**Task details**
Comb the records below for the string "bool" and copy each line where it turns up.

━━ Source material ━━

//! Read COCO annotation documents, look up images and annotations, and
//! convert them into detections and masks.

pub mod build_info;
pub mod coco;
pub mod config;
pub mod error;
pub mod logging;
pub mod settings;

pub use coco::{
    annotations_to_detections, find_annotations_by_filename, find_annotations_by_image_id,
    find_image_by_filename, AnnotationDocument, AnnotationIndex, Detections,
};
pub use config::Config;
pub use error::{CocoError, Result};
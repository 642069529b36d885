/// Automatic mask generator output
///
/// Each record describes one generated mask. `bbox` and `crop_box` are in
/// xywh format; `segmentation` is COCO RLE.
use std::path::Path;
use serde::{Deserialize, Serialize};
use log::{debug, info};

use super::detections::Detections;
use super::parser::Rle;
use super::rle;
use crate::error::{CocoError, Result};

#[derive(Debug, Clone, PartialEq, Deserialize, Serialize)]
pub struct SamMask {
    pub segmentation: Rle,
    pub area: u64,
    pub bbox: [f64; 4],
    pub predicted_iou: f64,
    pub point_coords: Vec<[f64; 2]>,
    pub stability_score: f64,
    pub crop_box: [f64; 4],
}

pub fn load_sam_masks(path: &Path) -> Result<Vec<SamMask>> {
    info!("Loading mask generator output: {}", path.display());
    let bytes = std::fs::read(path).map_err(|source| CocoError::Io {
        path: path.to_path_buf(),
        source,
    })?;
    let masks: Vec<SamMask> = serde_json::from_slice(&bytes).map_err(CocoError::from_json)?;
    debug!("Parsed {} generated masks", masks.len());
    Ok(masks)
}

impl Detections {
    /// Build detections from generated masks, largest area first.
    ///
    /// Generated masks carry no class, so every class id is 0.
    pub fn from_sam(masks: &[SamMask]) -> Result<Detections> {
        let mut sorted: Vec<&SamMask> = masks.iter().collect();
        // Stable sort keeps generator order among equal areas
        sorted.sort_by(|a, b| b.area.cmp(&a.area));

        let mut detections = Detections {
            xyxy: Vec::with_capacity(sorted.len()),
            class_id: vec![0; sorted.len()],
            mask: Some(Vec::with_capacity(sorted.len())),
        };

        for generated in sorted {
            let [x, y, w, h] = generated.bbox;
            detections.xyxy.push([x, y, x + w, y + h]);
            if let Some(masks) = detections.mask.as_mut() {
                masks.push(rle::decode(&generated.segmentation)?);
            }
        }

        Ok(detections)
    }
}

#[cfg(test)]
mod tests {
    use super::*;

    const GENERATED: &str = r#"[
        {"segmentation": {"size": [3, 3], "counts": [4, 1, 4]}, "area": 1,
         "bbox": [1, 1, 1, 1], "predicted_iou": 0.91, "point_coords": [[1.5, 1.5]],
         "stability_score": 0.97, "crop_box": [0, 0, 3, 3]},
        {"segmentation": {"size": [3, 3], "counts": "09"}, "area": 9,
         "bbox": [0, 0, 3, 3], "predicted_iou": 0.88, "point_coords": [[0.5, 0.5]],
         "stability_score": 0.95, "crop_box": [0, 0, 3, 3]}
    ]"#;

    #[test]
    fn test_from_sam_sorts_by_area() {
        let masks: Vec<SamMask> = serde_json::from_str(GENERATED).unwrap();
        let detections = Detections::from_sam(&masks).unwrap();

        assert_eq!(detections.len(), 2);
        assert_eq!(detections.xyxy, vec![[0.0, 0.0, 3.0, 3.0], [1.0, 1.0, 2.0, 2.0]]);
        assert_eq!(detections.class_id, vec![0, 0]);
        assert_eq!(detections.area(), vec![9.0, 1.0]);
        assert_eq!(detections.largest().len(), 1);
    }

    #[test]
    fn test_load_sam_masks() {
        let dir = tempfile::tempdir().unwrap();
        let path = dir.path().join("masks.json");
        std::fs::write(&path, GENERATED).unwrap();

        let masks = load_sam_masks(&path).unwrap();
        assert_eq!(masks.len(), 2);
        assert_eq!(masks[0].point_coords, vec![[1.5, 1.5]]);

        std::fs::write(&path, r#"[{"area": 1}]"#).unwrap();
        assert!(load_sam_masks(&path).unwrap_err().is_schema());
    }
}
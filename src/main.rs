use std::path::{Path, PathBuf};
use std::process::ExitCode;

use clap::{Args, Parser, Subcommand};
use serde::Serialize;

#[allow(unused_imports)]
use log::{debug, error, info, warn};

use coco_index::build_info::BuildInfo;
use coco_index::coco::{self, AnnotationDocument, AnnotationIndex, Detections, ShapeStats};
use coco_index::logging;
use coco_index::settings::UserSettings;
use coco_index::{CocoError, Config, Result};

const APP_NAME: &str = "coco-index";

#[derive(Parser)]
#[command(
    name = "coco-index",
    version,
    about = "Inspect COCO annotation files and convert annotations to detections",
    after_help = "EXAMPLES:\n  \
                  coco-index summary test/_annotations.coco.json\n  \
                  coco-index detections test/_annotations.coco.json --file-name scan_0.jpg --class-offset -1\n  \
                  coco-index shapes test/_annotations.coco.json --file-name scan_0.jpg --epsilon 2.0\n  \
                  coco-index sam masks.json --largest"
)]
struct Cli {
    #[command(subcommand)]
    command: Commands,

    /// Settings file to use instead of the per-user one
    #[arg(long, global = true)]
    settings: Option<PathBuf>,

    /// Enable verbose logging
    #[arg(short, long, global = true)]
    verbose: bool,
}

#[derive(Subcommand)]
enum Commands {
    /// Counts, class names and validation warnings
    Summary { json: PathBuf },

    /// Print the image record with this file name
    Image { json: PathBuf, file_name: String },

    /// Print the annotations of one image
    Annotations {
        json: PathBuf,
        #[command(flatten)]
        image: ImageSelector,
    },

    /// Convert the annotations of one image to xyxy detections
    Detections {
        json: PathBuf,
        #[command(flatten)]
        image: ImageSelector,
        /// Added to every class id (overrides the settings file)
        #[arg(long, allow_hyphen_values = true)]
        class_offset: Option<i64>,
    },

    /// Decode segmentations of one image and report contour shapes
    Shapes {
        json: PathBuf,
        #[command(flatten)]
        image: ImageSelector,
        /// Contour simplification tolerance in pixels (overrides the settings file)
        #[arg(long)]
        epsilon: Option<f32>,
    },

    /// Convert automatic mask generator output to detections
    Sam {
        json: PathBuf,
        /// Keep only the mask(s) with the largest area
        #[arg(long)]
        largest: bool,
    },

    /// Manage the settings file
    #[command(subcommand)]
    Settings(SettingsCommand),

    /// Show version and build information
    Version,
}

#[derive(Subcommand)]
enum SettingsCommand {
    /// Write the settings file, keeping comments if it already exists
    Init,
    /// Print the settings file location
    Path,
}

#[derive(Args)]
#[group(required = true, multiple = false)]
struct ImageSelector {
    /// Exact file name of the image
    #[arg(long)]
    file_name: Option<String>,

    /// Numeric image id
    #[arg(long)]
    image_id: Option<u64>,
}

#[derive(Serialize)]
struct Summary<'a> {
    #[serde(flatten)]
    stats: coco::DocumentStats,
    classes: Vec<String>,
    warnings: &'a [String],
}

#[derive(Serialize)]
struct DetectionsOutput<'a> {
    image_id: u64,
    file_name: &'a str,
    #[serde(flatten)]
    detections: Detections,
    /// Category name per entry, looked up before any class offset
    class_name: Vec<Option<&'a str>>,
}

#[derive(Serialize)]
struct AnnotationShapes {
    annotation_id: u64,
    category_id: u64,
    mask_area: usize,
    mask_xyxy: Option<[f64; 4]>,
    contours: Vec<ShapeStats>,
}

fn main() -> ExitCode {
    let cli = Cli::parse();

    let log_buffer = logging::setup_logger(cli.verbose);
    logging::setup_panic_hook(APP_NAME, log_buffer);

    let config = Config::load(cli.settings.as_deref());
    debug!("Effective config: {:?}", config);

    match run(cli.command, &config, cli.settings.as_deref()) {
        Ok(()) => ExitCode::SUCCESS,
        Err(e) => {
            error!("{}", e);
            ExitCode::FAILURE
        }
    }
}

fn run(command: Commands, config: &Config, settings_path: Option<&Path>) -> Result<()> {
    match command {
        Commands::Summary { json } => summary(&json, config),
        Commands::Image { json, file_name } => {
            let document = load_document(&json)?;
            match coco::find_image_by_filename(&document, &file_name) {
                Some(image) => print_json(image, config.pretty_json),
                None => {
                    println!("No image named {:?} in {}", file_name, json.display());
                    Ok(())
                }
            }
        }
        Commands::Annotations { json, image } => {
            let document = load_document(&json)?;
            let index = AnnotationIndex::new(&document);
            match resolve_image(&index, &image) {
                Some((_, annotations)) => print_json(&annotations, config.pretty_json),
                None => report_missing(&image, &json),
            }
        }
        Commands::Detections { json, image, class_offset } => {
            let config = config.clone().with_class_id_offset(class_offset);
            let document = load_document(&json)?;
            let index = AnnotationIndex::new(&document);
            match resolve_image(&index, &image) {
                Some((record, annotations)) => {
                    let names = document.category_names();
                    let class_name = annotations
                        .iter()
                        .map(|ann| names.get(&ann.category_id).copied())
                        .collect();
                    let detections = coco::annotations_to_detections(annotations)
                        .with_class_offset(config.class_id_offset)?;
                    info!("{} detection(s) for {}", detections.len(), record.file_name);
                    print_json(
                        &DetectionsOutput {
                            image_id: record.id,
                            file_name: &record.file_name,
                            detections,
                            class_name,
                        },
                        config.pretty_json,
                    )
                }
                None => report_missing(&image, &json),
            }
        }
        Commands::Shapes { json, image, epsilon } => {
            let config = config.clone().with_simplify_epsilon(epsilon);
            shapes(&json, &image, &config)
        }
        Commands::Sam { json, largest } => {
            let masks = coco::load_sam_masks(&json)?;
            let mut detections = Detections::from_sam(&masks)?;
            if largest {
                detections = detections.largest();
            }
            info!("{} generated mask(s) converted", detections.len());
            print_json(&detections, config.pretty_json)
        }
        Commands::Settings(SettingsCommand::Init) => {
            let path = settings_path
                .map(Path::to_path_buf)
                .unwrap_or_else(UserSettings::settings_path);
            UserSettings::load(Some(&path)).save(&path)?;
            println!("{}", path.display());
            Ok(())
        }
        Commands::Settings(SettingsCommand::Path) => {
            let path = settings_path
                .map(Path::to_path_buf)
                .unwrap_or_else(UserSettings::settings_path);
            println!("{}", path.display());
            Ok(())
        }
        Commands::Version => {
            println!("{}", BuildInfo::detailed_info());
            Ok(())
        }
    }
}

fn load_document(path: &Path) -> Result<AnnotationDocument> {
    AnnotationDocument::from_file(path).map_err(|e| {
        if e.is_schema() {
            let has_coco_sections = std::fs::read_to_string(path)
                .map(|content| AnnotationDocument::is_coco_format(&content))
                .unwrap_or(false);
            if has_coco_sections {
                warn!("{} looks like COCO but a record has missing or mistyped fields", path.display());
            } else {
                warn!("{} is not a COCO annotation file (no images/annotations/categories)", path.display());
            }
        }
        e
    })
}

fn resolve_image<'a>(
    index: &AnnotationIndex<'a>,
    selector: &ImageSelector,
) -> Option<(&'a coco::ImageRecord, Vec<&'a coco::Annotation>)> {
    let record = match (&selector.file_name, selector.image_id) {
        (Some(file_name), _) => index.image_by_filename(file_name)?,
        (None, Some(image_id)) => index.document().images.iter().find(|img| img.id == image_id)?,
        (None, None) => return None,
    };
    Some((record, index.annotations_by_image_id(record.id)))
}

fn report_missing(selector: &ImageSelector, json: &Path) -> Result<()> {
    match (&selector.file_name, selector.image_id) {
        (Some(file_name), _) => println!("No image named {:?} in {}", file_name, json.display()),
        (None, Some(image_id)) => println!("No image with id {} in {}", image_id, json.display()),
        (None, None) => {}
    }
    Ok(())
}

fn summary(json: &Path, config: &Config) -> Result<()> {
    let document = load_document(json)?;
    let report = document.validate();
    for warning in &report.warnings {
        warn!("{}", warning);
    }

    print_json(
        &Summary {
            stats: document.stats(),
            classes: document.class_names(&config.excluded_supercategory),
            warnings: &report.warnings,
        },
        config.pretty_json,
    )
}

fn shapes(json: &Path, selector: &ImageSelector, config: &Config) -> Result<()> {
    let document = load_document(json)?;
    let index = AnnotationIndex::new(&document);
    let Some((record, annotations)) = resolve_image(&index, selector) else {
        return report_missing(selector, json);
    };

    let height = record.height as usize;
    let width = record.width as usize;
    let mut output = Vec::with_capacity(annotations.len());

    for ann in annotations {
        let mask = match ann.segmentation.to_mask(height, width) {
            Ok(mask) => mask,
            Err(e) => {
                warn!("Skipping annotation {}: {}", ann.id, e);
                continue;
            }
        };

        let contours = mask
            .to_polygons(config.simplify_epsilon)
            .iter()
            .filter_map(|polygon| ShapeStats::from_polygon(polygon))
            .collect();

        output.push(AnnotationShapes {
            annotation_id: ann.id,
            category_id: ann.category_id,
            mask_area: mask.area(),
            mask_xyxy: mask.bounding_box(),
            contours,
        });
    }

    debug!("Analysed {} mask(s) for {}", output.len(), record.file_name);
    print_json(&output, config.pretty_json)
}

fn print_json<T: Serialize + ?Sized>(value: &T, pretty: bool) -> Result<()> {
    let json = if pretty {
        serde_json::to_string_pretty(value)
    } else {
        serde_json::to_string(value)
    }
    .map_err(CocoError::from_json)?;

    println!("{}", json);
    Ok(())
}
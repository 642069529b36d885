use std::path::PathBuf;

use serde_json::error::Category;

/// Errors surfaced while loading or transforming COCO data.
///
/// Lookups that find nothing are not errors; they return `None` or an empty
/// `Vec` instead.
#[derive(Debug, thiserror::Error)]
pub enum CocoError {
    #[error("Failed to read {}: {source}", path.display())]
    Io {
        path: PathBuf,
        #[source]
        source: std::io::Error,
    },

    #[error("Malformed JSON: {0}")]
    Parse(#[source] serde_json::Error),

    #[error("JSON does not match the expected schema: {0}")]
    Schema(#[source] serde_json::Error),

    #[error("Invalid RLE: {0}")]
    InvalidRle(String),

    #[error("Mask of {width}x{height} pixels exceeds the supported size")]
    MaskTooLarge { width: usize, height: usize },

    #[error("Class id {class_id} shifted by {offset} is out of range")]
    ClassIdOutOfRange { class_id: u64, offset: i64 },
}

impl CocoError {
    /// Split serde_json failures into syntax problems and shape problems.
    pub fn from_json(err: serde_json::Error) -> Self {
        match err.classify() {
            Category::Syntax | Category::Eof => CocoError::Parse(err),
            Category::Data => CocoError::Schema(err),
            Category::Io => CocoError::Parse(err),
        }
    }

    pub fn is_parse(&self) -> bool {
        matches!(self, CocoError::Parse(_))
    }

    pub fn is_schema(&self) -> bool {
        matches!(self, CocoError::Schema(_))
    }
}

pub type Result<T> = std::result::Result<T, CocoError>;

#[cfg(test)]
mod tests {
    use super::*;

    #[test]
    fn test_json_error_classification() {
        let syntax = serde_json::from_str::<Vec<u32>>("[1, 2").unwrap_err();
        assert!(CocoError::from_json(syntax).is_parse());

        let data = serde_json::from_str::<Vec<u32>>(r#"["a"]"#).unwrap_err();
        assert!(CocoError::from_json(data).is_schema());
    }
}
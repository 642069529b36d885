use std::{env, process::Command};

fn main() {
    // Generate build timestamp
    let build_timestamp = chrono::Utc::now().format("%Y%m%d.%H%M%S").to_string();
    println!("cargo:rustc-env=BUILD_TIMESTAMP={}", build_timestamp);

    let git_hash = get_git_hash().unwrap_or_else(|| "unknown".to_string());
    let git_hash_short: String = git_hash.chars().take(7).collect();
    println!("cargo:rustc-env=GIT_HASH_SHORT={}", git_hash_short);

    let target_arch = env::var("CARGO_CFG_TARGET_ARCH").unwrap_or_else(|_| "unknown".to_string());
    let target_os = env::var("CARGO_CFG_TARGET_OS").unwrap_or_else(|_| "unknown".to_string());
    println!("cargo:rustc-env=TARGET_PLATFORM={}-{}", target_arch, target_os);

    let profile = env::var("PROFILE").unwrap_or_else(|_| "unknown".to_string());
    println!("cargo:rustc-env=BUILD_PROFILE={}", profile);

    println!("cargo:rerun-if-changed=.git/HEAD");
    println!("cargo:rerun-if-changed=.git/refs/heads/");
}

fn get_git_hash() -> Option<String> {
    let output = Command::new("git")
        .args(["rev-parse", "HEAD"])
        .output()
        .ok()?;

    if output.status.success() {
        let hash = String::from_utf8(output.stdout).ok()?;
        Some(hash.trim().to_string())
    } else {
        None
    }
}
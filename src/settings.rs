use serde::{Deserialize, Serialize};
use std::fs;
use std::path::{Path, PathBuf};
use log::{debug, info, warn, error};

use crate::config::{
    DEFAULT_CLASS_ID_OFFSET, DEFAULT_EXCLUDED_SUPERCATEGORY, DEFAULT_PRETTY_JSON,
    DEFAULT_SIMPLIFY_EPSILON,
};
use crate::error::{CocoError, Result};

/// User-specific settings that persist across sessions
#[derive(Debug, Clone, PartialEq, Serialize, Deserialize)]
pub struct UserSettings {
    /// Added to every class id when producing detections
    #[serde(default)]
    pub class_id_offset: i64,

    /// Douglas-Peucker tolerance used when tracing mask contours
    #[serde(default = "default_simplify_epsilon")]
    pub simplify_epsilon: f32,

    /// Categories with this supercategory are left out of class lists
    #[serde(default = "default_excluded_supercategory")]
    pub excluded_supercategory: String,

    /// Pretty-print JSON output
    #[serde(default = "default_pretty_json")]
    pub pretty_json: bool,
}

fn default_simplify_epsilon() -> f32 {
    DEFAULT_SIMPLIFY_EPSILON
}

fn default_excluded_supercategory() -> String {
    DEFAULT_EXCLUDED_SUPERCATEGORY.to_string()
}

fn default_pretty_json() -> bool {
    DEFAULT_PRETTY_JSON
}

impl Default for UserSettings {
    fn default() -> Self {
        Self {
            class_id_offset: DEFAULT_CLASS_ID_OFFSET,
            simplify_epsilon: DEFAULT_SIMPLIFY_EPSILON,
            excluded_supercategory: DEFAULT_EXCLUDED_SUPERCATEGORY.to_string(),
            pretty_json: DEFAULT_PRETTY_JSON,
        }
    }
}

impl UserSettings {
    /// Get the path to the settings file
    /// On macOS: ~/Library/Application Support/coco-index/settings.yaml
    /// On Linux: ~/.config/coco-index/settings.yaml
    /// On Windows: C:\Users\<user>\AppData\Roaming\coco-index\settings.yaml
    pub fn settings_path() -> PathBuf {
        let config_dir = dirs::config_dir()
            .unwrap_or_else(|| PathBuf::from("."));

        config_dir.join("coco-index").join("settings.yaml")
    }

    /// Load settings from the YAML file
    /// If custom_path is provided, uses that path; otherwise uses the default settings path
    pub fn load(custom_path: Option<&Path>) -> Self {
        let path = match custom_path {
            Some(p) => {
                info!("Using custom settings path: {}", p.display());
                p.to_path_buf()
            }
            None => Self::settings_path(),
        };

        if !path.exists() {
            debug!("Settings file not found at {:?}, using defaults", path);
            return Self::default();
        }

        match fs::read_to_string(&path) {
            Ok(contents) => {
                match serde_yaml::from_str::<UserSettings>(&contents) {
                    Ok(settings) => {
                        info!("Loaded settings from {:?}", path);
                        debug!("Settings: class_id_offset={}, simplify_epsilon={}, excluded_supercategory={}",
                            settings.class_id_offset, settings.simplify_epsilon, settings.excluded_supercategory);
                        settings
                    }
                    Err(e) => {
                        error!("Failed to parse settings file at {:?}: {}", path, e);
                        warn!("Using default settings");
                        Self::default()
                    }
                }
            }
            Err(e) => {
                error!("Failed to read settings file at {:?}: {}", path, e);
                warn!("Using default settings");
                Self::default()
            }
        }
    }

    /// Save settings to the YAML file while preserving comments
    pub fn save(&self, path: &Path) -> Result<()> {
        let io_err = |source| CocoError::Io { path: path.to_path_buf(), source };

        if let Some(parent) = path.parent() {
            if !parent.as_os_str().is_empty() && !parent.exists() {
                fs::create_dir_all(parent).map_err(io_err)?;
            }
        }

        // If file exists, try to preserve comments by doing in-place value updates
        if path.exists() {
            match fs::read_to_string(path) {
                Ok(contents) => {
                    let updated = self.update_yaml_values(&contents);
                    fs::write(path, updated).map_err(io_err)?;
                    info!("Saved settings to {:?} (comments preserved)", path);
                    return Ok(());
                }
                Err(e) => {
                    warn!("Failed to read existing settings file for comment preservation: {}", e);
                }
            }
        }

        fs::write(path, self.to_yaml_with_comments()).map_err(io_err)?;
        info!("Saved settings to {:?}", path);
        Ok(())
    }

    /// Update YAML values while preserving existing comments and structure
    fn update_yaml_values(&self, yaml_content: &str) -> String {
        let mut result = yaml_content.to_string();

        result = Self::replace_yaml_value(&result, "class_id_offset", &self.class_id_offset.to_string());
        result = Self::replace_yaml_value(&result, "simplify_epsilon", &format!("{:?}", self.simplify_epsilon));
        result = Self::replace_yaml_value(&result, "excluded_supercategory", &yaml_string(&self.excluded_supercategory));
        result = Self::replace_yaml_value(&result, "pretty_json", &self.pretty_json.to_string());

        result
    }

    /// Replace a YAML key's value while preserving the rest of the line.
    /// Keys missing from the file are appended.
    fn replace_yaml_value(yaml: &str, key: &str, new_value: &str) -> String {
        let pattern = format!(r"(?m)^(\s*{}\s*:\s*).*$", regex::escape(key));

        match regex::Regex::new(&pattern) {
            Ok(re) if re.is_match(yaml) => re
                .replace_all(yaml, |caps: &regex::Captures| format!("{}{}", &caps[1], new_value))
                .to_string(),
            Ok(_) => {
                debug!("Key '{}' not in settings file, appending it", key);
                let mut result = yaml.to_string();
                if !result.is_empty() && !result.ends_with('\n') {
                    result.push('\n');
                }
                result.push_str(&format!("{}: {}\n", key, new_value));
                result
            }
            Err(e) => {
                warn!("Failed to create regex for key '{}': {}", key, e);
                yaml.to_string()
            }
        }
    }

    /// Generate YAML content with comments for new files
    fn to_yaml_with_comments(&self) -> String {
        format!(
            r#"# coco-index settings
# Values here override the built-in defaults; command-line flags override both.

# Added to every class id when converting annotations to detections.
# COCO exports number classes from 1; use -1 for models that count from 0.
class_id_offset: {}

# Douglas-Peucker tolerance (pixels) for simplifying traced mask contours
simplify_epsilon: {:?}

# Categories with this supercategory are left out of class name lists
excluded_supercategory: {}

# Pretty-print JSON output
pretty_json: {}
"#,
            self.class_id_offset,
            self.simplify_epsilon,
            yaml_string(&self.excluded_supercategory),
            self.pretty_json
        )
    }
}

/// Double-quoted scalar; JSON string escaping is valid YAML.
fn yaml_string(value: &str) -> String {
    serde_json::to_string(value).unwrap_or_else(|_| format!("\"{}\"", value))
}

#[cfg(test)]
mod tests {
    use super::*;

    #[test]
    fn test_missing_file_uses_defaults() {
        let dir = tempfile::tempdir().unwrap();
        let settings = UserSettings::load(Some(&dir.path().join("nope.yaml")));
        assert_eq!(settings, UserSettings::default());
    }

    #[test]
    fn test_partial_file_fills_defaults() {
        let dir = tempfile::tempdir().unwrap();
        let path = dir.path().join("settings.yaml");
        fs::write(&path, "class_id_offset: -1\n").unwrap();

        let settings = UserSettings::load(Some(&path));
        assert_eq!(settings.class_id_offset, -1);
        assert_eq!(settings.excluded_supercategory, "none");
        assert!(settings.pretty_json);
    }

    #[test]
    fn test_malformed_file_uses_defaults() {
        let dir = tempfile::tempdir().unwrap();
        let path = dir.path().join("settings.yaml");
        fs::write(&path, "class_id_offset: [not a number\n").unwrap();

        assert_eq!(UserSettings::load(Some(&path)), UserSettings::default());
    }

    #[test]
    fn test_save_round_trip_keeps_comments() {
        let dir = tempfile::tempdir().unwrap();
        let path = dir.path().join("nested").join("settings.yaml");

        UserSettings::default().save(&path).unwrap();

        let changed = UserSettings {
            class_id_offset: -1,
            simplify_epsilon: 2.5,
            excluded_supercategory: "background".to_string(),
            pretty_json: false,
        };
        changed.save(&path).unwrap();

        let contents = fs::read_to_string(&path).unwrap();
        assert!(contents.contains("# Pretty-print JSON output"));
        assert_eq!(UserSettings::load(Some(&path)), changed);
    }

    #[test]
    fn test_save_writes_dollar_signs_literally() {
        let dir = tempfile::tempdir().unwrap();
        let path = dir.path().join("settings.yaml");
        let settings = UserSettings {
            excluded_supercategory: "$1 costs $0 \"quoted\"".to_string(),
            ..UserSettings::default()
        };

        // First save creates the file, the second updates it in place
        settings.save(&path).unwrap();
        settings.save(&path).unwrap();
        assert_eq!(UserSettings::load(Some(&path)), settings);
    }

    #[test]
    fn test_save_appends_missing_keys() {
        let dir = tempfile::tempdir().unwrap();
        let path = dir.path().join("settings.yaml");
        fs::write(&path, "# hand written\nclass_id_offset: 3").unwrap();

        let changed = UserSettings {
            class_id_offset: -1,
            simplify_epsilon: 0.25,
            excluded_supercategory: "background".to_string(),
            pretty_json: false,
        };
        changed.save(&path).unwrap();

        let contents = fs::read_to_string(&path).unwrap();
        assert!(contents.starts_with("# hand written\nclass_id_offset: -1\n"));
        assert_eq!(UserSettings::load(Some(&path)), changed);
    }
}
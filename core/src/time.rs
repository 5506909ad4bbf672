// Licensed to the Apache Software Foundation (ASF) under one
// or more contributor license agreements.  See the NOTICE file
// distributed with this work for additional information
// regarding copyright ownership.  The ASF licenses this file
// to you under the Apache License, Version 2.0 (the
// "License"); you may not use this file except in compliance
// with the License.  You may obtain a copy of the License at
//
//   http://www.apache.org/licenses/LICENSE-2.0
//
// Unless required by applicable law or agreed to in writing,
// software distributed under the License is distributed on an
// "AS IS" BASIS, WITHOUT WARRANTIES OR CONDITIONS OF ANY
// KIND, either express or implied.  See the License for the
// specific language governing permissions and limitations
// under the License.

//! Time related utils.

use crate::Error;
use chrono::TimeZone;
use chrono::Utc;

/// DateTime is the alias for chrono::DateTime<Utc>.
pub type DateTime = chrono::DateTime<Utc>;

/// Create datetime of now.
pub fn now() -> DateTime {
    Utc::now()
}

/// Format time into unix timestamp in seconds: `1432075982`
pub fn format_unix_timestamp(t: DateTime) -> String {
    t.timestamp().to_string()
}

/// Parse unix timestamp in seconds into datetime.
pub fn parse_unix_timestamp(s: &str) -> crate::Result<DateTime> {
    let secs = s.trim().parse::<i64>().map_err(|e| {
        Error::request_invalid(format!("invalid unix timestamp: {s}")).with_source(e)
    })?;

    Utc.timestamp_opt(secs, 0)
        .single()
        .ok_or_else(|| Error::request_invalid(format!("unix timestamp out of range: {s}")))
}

━━━

**Response area**
    verbose: bool,
        largest: bool,
fn print_json<T: Serialize + ?Sized>(value: &T, pretty: bool) -> Result<()> {
    pub fn is_parse(&self) -> bool {
    pub fn is_schema(&self) -> bool {
    pub pretty_json: bool,
fn default_pretty_json() -> bool {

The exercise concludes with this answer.